What lines below contain the string "JoinHandle"? List them all.
LISTED ENTRIES Block Start
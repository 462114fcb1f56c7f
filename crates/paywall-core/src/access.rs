//! The access-decision engine.
//!
//! Every function here is pure: the session is passed in explicitly and the
//! result depends on nothing else. Redirect targets are built by plain string
//! concatenation; slugs are matched exactly and never normalised or escaped.
//!
//! Only two redirect directions exist:
//!
//! | From | Who | To |
//! |------|-----|----|
//! | `/posts/<slug>` | no active subscription | `/posts/preview/<slug>` |
//! | `/posts/preview/<slug>` | active subscription | `/posts/<slug>` |

use serde::{Deserialize, Serialize};
use strum::AsRefStr;

use crate::session::Session;

/// The member content listing.
pub const POSTS_PATH: &str = "/posts";

pub fn full_path(slug: &str) -> String { format!("{POSTS_PATH}/{slug}") }

pub fn preview_path(slug: &str) -> String {
  format!("{POSTS_PATH}/preview/{slug}")
}

// ─── Decisions ───────────────────────────────────────────────────────────────

/// What a content route should deliver.
#[derive(Debug, Clone, PartialEq, Eq, AsRefStr, Serialize, Deserialize)]
#[strum(serialize_all = "snake_case")]
#[serde(tag = "kind", content = "path", rename_all = "snake_case")]
pub enum AccessDecision {
  Full,
  Preview,
  RedirectTo(String),
}

/// What the subscribe action should do next.
#[derive(Debug, Clone, PartialEq, Eq, AsRefStr)]
#[strum(serialize_all = "snake_case")]
pub enum SubscribeDecision {
  /// Hand off to the external sign-in flow.
  SignIn,
  /// Already subscribed; go to the listing instead of paying twice.
  NavigateTo(String),
  /// Create a checkout session and send the visitor to the hosted page.
  Checkout,
}

/// Result of reconciling an already-rendered preview against the
/// authoritative session.
#[derive(Debug, Clone, PartialEq, Eq, AsRefStr)]
#[strum(serialize_all = "snake_case")]
pub enum PreviewOutcome {
  Stay,
  UpgradeTo(String),
}

impl PreviewOutcome {
  /// Client-side navigation target, if any.
  pub fn navigation(&self) -> Option<&str> {
    match self {
      Self::Stay => None,
      Self::UpgradeTo(path) => Some(path),
    }
  }
}

// ─── Engine ──────────────────────────────────────────────────────────────────

pub fn decide_for_subscribe_action(session: &Session) -> SubscribeDecision {
  if !session.is_authenticated() {
    SubscribeDecision::SignIn
  } else if session.has_active_subscription() {
    SubscribeDecision::NavigateTo(POSTS_PATH.to_owned())
  } else {
    SubscribeDecision::Checkout
  }
}

/// Must be called before the body is fetched so that a non-subscriber's
/// response never carries full text.
pub fn decide_for_full_content(slug: &str, session: &Session) -> AccessDecision {
  if session.has_active_subscription() {
    AccessDecision::Full
  } else {
    AccessDecision::RedirectTo(preview_path(slug))
  }
}

/// The preview is public; the initial render is never gated.
pub fn decide_for_preview_content(
  _slug: &str,
  _session: &Session,
) -> AccessDecision {
  AccessDecision::Preview
}

/// Second phase of the preview page. `authoritative` must come from
/// [`crate::resolver::SessionResolver::resolve`], never from the cache.
pub fn reconcile_preview(slug: &str, authoritative: &Session) -> PreviewOutcome {
  if authoritative.has_active_subscription() {
    PreviewOutcome::UpgradeTo(full_path(slug))
  } else {
    PreviewOutcome::Stay
  }
}
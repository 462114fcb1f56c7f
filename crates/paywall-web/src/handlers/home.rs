//! `GET /` — the subscription product.

use axum::{Json, extract::State};
use paywall_core::{pricing::Product, provider::PaymentProvider};
use serde_json::{Value, json};

use crate::{AppState, Backend, Payments, error::Error};

pub async fn handler<B: Backend, P: Payments>(
  State(state): State<AppState<B, P>>,
) -> Result<Json<Value>, Error> {
  let price = state
    .payments
    .retrieve_price(&state.config.stripe_price_id)
    .await
    .map_err(Error::payment)?;
  Ok(Json(json!({ "product": Product::from_price(&price) })))
}
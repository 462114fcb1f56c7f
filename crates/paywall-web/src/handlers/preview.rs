//! Handlers for `/posts/preview/{slug}` and its upgrade check.
//!
//! The page itself is public and never redirects. Reconciliation against the
//! authoritative session happens afterwards, through `…/access`.

use axum::{
  Json,
  extract::{Path, State},
  response::Response,
};
use paywall_core::{
  access::decide_for_preview_content,
  content::project,
  provider::ContentProvider,
  session::Session,
};
use serde_json::{Value, json};
use tracing::{debug, info};

use crate::{
  AppState, Backend, Payments,
  error::Error,
  handlers::post_response,
  session::VisitorToken,
  upgrade::UpgradeCheck,
};

/// `GET /posts/preview/{slug}`
pub async fn page<B: Backend, P: Payments>(
  State(state): State<AppState<B, P>>,
  Path(slug): Path<String>,
) -> Result<Response, Error> {
  // The preview is the same for every visitor; the session is never read.
  let decision = decide_for_preview_content(&slug, &Session::Anonymous);
  debug!(slug = %slug, decision = decision.as_ref(), "preview requested");

  let doc = state
    .content
    .get_document(&slug)
    .await
    .map_err(Error::backend)?
    .ok_or_else(|| Error::not_found(&slug))?;

  match project(&doc, &decision)? {
    Some(post) => Ok(post_response(post)),
    None => Err(Error::not_found(&slug)),
  }
}

/// `GET /posts/preview/{slug}/access` — `{"navigate": "/posts/<slug>"}` once
/// the visitor holds an active subscription, otherwise `{"navigate": null}`.
///
/// If the client disconnects first, the check is dropped and its result
/// discarded.
pub async fn access<B: Backend, P: Payments>(
  State(state): State<AppState<B, P>>,
  Path(slug): Path<String>,
  VisitorToken(token): VisitorToken,
) -> Json<Value> {
  let outcome = UpgradeCheck::spawn(state.sessions.clone(), token, slug.as_str())
    .settle()
    .await;
  info!(slug = %slug, outcome = outcome.as_ref(), "preview reconciled");
  Json(json!({ "navigate": outcome.navigation() }))
}
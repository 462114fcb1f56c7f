//! Core types and decision logic for the paywall.
//!
//! This crate is deliberately free of HTTP and database dependencies. It
//! defines the session and content models, the provider traits implemented
//! by backends, and the pure access-decision functions.

// We intentionally use native `async fn` in traits (stabilised in Rust 1.75).
// Suppress the advisory lint about `Send` bounds on the returned futures.
#![allow(async_fn_in_trait)]

pub mod access;
pub mod content;
pub mod error;
pub mod pricing;
pub mod provider;
pub mod resolver;
pub mod session;

pub use error::{Error, Result};
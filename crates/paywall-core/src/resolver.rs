//! SessionState resolver: turns an optional token into a [`Session`].
//!
//! Two read modes:
//!
//! - [`SessionResolver::resolve`] — asynchronous and authoritative; asks the
//!   [`SessionProvider`] every time and refreshes the cache.
//! - [`SessionResolver::cached`] — synchronous; returns the last
//!   authoritative answer for the token while it is younger than the TTL.
//!
//! Resolution is fail-closed: a provider error yields [`Session::Anonymous`].

use std::{
  collections::HashMap,
  sync::{Arc, RwLock},
  time::{Duration, Instant},
};

use tracing::{debug, warn};

use crate::{
  Error,
  provider::SessionProvider,
  session::{Session, SessionToken},
};

struct CacheEntry {
  session:     Session,
  resolved_at: Instant,
}

pub struct SessionResolver<P> {
  provider: Arc<P>,
  ttl:      Duration,
  cache:    RwLock<HashMap<SessionToken, CacheEntry>>,
}

impl<P: SessionProvider> SessionResolver<P> {
  /// A `ttl` of zero disables the synchronous cache entirely.
  pub fn new(provider: Arc<P>, ttl: Duration) -> Self {
    Self { provider, ttl, cache: RwLock::new(HashMap::new()) }
  }

  /// Authoritative read. Never fails; provider errors resolve to anonymous.
  pub async fn resolve(&self, token: Option<&SessionToken>) -> Session {
    let Some(token) = token else {
      return Session::Anonymous;
    };

    match self.provider.get_session(token).await {
      Ok(Some(record)) => {
        let session = Session::from(record);
        self.store(token, &session);
        session
      }
      Ok(None) => {
        self.evict(token);
        Session::Anonymous
      }
      Err(e) => {
        let err = Error::SessionUnavailable(e.to_string());
        warn!(error = %err, "treating visitor as anonymous");
        self.evict(token);
        Session::Anonymous
      }
    }
  }

  /// Synchronous read of the last authoritative result, if still fresh.
  pub fn cached(&self, token: Option<&SessionToken>) -> Option<Session> {
    let token = token?;
    let cache = self.cache.read().ok()?;
    let entry = cache.get(token)?;
    (entry.resolved_at.elapsed() < self.ttl).then(|| entry.session.clone())
  }

  /// The read used by interactive surfaces. A fresh cached subscriber is
  /// served as is; anything else goes to the provider, so a caller about to
  /// start a payment always acts on the authoritative answer.
  pub async fn interactive(&self, token: Option<&SessionToken>) -> Session {
    if let Some(session) = self.cached(token)
      && session.has_active_subscription()
    {
      debug!("session served from cache");
      return session;
    }
    self.resolve(token).await
  }

  /// Only sessions the provider vouched for are cached, so unknown tokens
  /// never occupy the map.
  fn store(&self, token: &SessionToken, session: &Session) {
    if self.ttl.is_zero() {
      return;
    }
    let Ok(mut cache) = self.cache.write() else {
      return;
    };
    if !cache.contains_key(token) {
      let ttl = self.ttl;
      cache.retain(|_, e| e.resolved_at.elapsed() < ttl);
    }
    cache.insert(token.clone(), CacheEntry {
      session:     session.clone(),
      resolved_at: Instant::now(),
    });
  }

  fn evict(&self, token: &SessionToken) {
    if let Ok(mut cache) = self.cache.write() {
      cache.remove(token);
    }
  }
}

#[cfg(test)]
mod tests {
  use std::sync::{
    Mutex,
    atomic::{AtomicUsize, Ordering},
  };

  use super::*;
  use crate::session::SessionRecord;

  #[derive(Debug, thiserror::Error)]
  #[error("identity provider offline")]
  struct Offline;

  #[derive(Default)]
  struct FakeProvider {
    record: Mutex<Option<SessionRecord>>,
    fail:   Mutex<bool>,
    calls:  AtomicUsize,
  }

  impl FakeProvider {
    fn set(&self, sub: Option<&str>) {
      *self.record.lock().unwrap() = Some(SessionRecord {
        subject:             "user-1".into(),
        email:               None,
        active_subscription: sub.map(str::to_owned),
      });
    }
  }

  impl SessionProvider for FakeProvider {
    type Error = Offline;

    async fn get_session(
      &self,
      _token: &SessionToken,
    ) -> Result<Option<SessionRecord>, Offline> {
      self.calls.fetch_add(1, Ordering::SeqCst);
      if *self.fail.lock().unwrap() {
        return Err(Offline);
      }
      Ok(self.record.lock().unwrap().clone())
    }
  }

  fn token() -> SessionToken { SessionToken::new("tok").unwrap() }

  fn setup(ttl: u64) -> (Arc<FakeProvider>, SessionResolver<FakeProvider>) {
    let provider = Arc::new(FakeProvider::default());
    let resolver = SessionResolver::new(provider.clone(), Duration::from_secs(ttl));
    (provider, resolver)
  }

  #[tokio::test]
  async fn missing_token_is_anonymous_without_lookup() {
    let (provider, resolver) = setup(60);
    assert_eq!(resolver.resolve(None).await, Session::Anonymous);
    assert_eq!(provider.calls.load(Ordering::SeqCst), 0);
  }

  #[tokio::test]
  async fn unknown_token_is_anonymous() {
    let (_, resolver) = setup(60);
    assert_eq!(resolver.resolve(Some(&token())).await, Session::Anonymous);
  }

  #[tokio::test]
  async fn provider_failure_fails_closed() {
    let (provider, resolver) = setup(60);
    provider.set(Some("sub_123"));
    *provider.fail.lock().unwrap() = true;
    let session = resolver.resolve(Some(&token())).await;
    assert!(!session.has_active_subscription());
  }

  #[tokio::test]
  async fn authoritative_read_supersedes_stale_cache() {
    let (provider, resolver) = setup(60);
    let t = token();
    provider.set(None);
    resolver.resolve(Some(&t)).await;
    assert!(!resolver.cached(Some(&t)).unwrap().has_active_subscription());

    provider.set(Some("sub_123"));
    // The synchronous read still reports the old answer.
    assert!(!resolver.cached(Some(&t)).unwrap().has_active_subscription());
    // The authoritative read wins and overwrites the cache.
    assert!(resolver.resolve(Some(&t)).await.has_active_subscription());
    assert!(resolver.cached(Some(&t)).unwrap().has_active_subscription());
  }

  #[tokio::test]
  async fn interactive_rechecks_cached_non_subscriber() {
    let (provider, resolver) = setup(60);
    let t = token();
    provider.set(None);
    resolver.resolve(Some(&t)).await;

    provider.set(Some("sub_123"));
    assert!(resolver.interactive(Some(&t)).await.has_active_subscription());
    assert_eq!(provider.calls.load(Ordering::SeqCst), 2);
  }

  #[tokio::test]
  async fn interactive_serves_cached_subscriber() {
    let (provider, resolver) = setup(60);
    let t = token();
    provider.set(Some("sub_123"));
    resolver.resolve(Some(&t)).await;
    assert!(resolver.interactive(Some(&t)).await.has_active_subscription());
    assert_eq!(provider.calls.load(Ordering::SeqCst), 1);
  }

  #[tokio::test]
  async fn unknown_and_failed_lookups_are_not_cached() {
    let (provider, resolver) = setup(60);
    let t = token();
    resolver.resolve(Some(&t)).await;
    assert!(resolver.cached(Some(&t)).is_none());

    for i in 0..100 {
      let random = SessionToken::new(format!("junk-{i}")).unwrap();
      resolver.resolve(Some(&random)).await;
    }
    assert!(resolver.cache.read().unwrap().is_empty());

    *provider.fail.lock().unwrap() = true;
    resolver.resolve(Some(&t)).await;
    assert!(resolver.cached(Some(&t)).is_none());
  }

  #[tokio::test]
  async fn revoked_session_is_evicted() {
    let (provider, resolver) = setup(60);
    let t = token();
    provider.set(Some("sub_123"));
    resolver.resolve(Some(&t)).await;
    assert!(resolver.cached(Some(&t)).is_some());

    *provider.record.lock().unwrap() = None;
    assert_eq!(resolver.resolve(Some(&t)).await, Session::Anonymous);
    assert!(resolver.cached(Some(&t)).is_none());
  }

  #[tokio::test]
  async fn zero_ttl_disables_cache() {
    let (provider, resolver) = setup(0);
    let t = token();
    provider.set(Some("sub_123"));
    resolver.resolve(Some(&t)).await;
    assert!(resolver.cached(Some(&t)).is_none());
    resolver.interactive(Some(&t)).await;
    assert_eq!(provider.calls.load(Ordering::SeqCst), 2);
  }
}
//! Post-render upgrade from preview to full content.
//!
//! The preview is served without consulting the subscription. Afterwards an
//! [`UpgradeCheck`] re-resolves the session authoritatively on its own task
//! and reconciles:
//!
//! ```text
//! Rendered(Preview) ──(authoritative read)──▶ Stay
//!                                         └─▶ UpgradeTo("/posts/<slug>")
//! ```
//!
//! The task is aborted when the check is dropped, so a result that arrives
//! after the request or page is gone is discarded.

use std::sync::Arc;

use paywall_core::{
  access::{PreviewOutcome, reconcile_preview},
  provider::SessionProvider,
  resolver::SessionResolver,
  session::{Session, SessionToken},
};
use tokio::task::JoinHandle;
use tracing::warn;

pub struct UpgradeCheck {
  slug:   String,
  handle: JoinHandle<Session>,
}

impl UpgradeCheck {
  /// Start the authoritative lookup without waiting for it.
  pub fn spawn<P>(
    resolver: Arc<SessionResolver<P>>,
    token: Option<SessionToken>,
    slug: impl Into<String>,
  ) -> Self
  where
    P: SessionProvider + 'static,
  {
    let handle =
      tokio::spawn(async move { resolver.resolve(token.as_ref()).await });
    Self { slug: slug.into(), handle }
  }

  /// Wait for the lookup and reconcile. There is no timeout; a hung provider
  /// means a hung check, never an upgrade.
  pub async fn settle(mut self) -> PreviewOutcome {
    match (&mut self.handle).await {
      Ok(session) => reconcile_preview(&self.slug, &session),
      Err(e) => {
        warn!(slug = %self.slug, error = %e, "upgrade check did not complete");
        PreviewOutcome::Stay
      }
    }
  }
}

impl Drop for UpgradeCheck {
  fn drop(&mut self) { self.handle.abort(); }
}
//! Content documents and the projector that turns them into payloads.
//!
//! A [`RawDocument`] is what the content provider stores: rich-text blocks
//! plus a raw publication timestamp. Projection serializes those blocks into
//! markup and formats the date once. The preview projection keeps only the
//! first structural block, so its `content` is always a prefix of the full
//! projection's `content`.

use chrono::{DateTime, NaiveDate};
use serde::{Deserialize, Serialize};

use crate::{Error, Result, access::AccessDecision};

// ─── Rich text ───────────────────────────────────────────────────────────────

/// The structural type of a rich-text block.
#[derive(Debug, Clone, Copy, PartialEq, Eq, Serialize, Deserialize)]
#[serde(rename_all = "kebab-case")]
pub enum BlockKind {
  Heading1,
  Heading2,
  Heading3,
  Heading4,
  Heading5,
  Heading6,
  Paragraph,
  Preformatted,
  ListItem,
  OListItem,
}

impl BlockKind {
  /// Element name for standalone blocks; list items are wrapped separately.
  fn tag(self) -> &'static str {
    match self {
      Self::Heading1 => "h1",
      Self::Heading2 => "h2",
      Self::Heading3 => "h3",
      Self::Heading4 => "h4",
      Self::Heading5 => "h5",
      Self::Heading6 => "h6",
      Self::Paragraph => "p",
      Self::Preformatted => "pre",
      Self::ListItem | Self::OListItem => "li",
    }
  }

  fn list_tag(self) -> Option<&'static str> {
    match self {
      Self::ListItem => Some("ul"),
      Self::OListItem => Some("ol"),
      _ => None,
    }
  }
}

/// One block of rich text as stored by the content provider.
#[derive(Debug, Clone, PartialEq, Eq, Serialize, Deserialize)]
pub struct RichTextBlock {
  #[serde(rename = "type")]
  pub kind: BlockKind,
  pub text: String,
}

impl RichTextBlock {
  pub fn new(kind: BlockKind, text: impl Into<String>) -> Self {
    Self { kind, text: text.into() }
  }
}

/// Concatenate the plain text of `blocks`, separated by single spaces.
pub fn as_text(blocks: &[RichTextBlock]) -> String {
  blocks
    .iter()
    .map(|b| b.text.as_str())
    .collect::<Vec<_>>()
    .join(" ")
}

/// Serialize `blocks` into markup, one string per structural block.
///
/// Consecutive list items of the same kind form a single structural block.
pub fn structural_blocks(blocks: &[RichTextBlock]) -> Vec<String> {
  let mut out = Vec::new();
  let mut i = 0;
  while i < blocks.len() {
    let kind = blocks[i].kind;
    match kind.list_tag() {
      Some(list) => {
        let mut html = format!("<{list}>");
        while i < blocks.len() && blocks[i].kind == kind {
          html.push_str(&element("li", &blocks[i].text));
          i += 1;
        }
        html.push_str(&format!("</{list}>"));
        out.push(html);
      }
      None => {
        out.push(element(kind.tag(), &blocks[i].text));
        i += 1;
      }
    }
  }
  out
}

fn element(tag: &str, text: &str) -> String {
  format!("<{tag}>{}</{tag}>", escape_html(text))
}

fn escape_html(text: &str) -> String {
  let mut out = String::with_capacity(text.len());
  for c in text.chars() {
    match c {
      '&' => out.push_str("&amp;"),
      '<' => out.push_str("&lt;"),
      '>' => out.push_str("&gt;"),
      '"' => out.push_str("&quot;"),
      '\'' => out.push_str("&#39;"),
      c => out.push(c),
    }
  }
  out
}

// ─── Documents ───────────────────────────────────────────────────────────────

/// A document as held by the content provider.
#[derive(Debug, Clone, PartialEq, Eq, Serialize, Deserialize)]
pub struct RawDocument {
  pub slug:                  String,
  pub title:                 Vec<RichTextBlock>,
  pub content:               Vec<RichTextBlock>,
  /// RFC 3339 timestamp, or a bare `YYYY-MM-DD` date.
  pub last_publication_date: String,
}

/// The delivered payload for a post page.
#[derive(Debug, Clone, PartialEq, Eq, Serialize, Deserialize)]
#[serde(rename_all = "camelCase")]
pub struct Post {
  pub slug:       String,
  pub title:      String,
  pub content:    String,
  pub updated_at: String,
}

/// An entry in the public post listing.
#[derive(Debug, Clone, PartialEq, Eq, Serialize, Deserialize)]
#[serde(rename_all = "camelCase")]
pub struct PostSummary {
  pub slug:       String,
  pub title:      String,
  pub excerpt:    String,
  pub updated_at: String,
}

// ─── Date formatting ─────────────────────────────────────────────────────────

/// Format a raw publication timestamp as a long-form date
/// (`April 01, 2021`).
///
/// Only the calendar date is used, taken in the timestamp's own offset, so
/// the output does not depend on the server's timezone.
pub fn format_updated_at(raw: &str) -> Result<String> {
  let date = match DateTime::parse_from_rfc3339(raw) {
    Ok(dt) => dt.date_naive(),
    Err(_) => NaiveDate::parse_from_str(raw, "%Y-%m-%d")
      .map_err(|_| Error::InvalidTimestamp(raw.to_owned()))?,
  };
  Ok(date.format("%B %d, %Y").to_string())
}

// ─── Projection ──────────────────────────────────────────────────────────────

/// The complete document.
pub fn project_full(doc: &RawDocument) -> Result<Post> {
  Ok(Post {
    slug:       doc.slug.clone(),
    title:      as_text(&doc.title),
    content:    structural_blocks(&doc.content).concat(),
    updated_at: format_updated_at(&doc.last_publication_date)?,
  })
}

/// The document restricted to its first structural block.
pub fn project_preview(doc: &RawDocument) -> Result<Post> {
  Ok(Post {
    slug:       doc.slug.clone(),
    title:      as_text(&doc.title),
    content:    structural_blocks(&doc.content)
      .into_iter()
      .next()
      .unwrap_or_default(),
    updated_at: format_updated_at(&doc.last_publication_date)?,
  })
}

/// A listing entry; the excerpt is the text of the first paragraph.
pub fn project_summary(doc: &RawDocument) -> Result<PostSummary> {
  let excerpt = doc
    .content
    .iter()
    .find(|b| b.kind == BlockKind::Paragraph)
    .map(|b| b.text.clone())
    .unwrap_or_default();
  Ok(PostSummary {
    slug: doc.slug.clone(),
    title: as_text(&doc.title),
    excerpt,
    updated_at: format_updated_at(&doc.last_publication_date)?,
  })
}

/// Project `doc` according to `decision`. A redirect yields no payload.
pub fn project(
  doc: &RawDocument,
  decision: &AccessDecision,
) -> Result<Option<Post>> {
  match decision {
    AccessDecision::Full => project_full(doc).map(Some),
    AccessDecision::Preview => project_preview(doc).map(Some),
    AccessDecision::RedirectTo(_) => Ok(None),
  }
}

#[cfg(test)]
mod tests {
  use super::*;

  fn doc(content: Vec<RichTextBlock>) -> RawDocument {
    RawDocument {
      slug: "my-new-post".into(),
      title: vec![RichTextBlock::new(BlockKind::Heading1, "My new post")],
      content,
      last_publication_date: "2021-04-01T10:30:00+00:00".into(),
    }
  }

  #[test]
  fn preview_of_single_paragraph() {
    let d = doc(vec![RichTextBlock::new(BlockKind::Paragraph, "Post content")]);
    let post = project_preview(&d).unwrap();
    assert_eq!(post, Post {
      slug:       "my-new-post".into(),
      title:      "My new post".into(),
      content:    "<p>Post content</p>".into(),
      updated_at: "April 01, 2021".into(),
    });
  }

  #[test]
  fn preview_is_strict_prefix_of_full() {
    let d = doc(vec![
      RichTextBlock::new(BlockKind::Heading2, "Intro"),
      RichTextBlock::new(BlockKind::Paragraph, "First"),
      RichTextBlock::new(BlockKind::Paragraph, "Second"),
    ]);
    let full = project_full(&d).unwrap();
    let preview = project_preview(&d).unwrap();
    assert_eq!(preview.content, "<h2>Intro</h2>");
    assert!(full.content.starts_with(&preview.content));
    assert!(full.content.len() > preview.content.len());
    assert_eq!(full.title, preview.title);
    assert_eq!(full.updated_at, preview.updated_at);
  }

  #[test]
  fn consecutive_list_items_form_one_block() {
    let d = doc(vec![
      RichTextBlock::new(BlockKind::ListItem, "a"),
      RichTextBlock::new(BlockKind::ListItem, "b"),
      RichTextBlock::new(BlockKind::OListItem, "c"),
    ]);
    let blocks = structural_blocks(&d.content);
    assert_eq!(blocks, vec![
      "<ul><li>a</li><li>b</li></ul>".to_string(),
      "<ol><li>c</li></ol>".to_string(),
    ]);
    let preview = project_preview(&d).unwrap();
    assert_eq!(preview.content, "<ul><li>a</li><li>b</li></ul>");
  }

  #[test]
  fn text_is_escaped() {
    let d = doc(vec![RichTextBlock::new(
      BlockKind::Paragraph,
      "<script>alert(\"x\")</script> & co",
    )]);
    let post = project_full(&d).unwrap();
    assert_eq!(
      post.content,
      "<p>&lt;script&gt;alert(&quot;x&quot;)&lt;/script&gt; &amp; co</p>"
    );
  }

  #[test]
  fn empty_document_projects_to_empty_content() {
    let d = doc(vec![]);
    assert_eq!(project_full(&d).unwrap().content, "");
    assert_eq!(project_preview(&d).unwrap().content, "");
  }

  #[test]
  fn date_uses_timestamp_offset_not_utc() {
    assert_eq!(
      format_updated_at("2021-04-01T23:30:00-03:00").unwrap(),
      "April 01, 2021"
    );
    assert_eq!(format_updated_at("2022-12-25").unwrap(), "December 25, 2022");
  }

  #[test]
  fn malformed_date_is_rejected() {
    assert!(matches!(
      format_updated_at("04=01=2021"),
      Err(Error::InvalidTimestamp(_))
    ));
  }

  #[test]
  fn redirect_projects_nothing() {
    let d = doc(vec![RichTextBlock::new(BlockKind::Paragraph, "secret")]);
    let decision = AccessDecision::RedirectTo("/posts/preview/my-new-post".into());
    assert_eq!(project(&d, &decision).unwrap(), None);
  }

  #[test]
  fn summary_uses_first_paragraph() {
    let d = doc(vec![
      RichTextBlock::new(BlockKind::Heading2, "Intro"),
      RichTextBlock::new(BlockKind::Paragraph, "Excerpt here"),
    ]);
    assert_eq!(project_summary(&d).unwrap().excerpt, "Excerpt here");
  }

  #[test]
  fn block_kind_wire_names() {
    let block: RichTextBlock =
      serde_json::from_str(r#"{"type":"o-list-item","text":"x"}"#).unwrap();
    assert_eq!(block.kind, BlockKind::OListItem);
    let block: RichTextBlock =
      serde_json::from_str(r#"{"type":"heading3","text":"x"}"#).unwrap();
    assert_eq!(block.kind, BlockKind::Heading3);
  }
}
LISTED ENTRIES Block End
→ **SOLUTION**:
use tokio::task::JoinHandle;
  handle: JoinHandle<Session>,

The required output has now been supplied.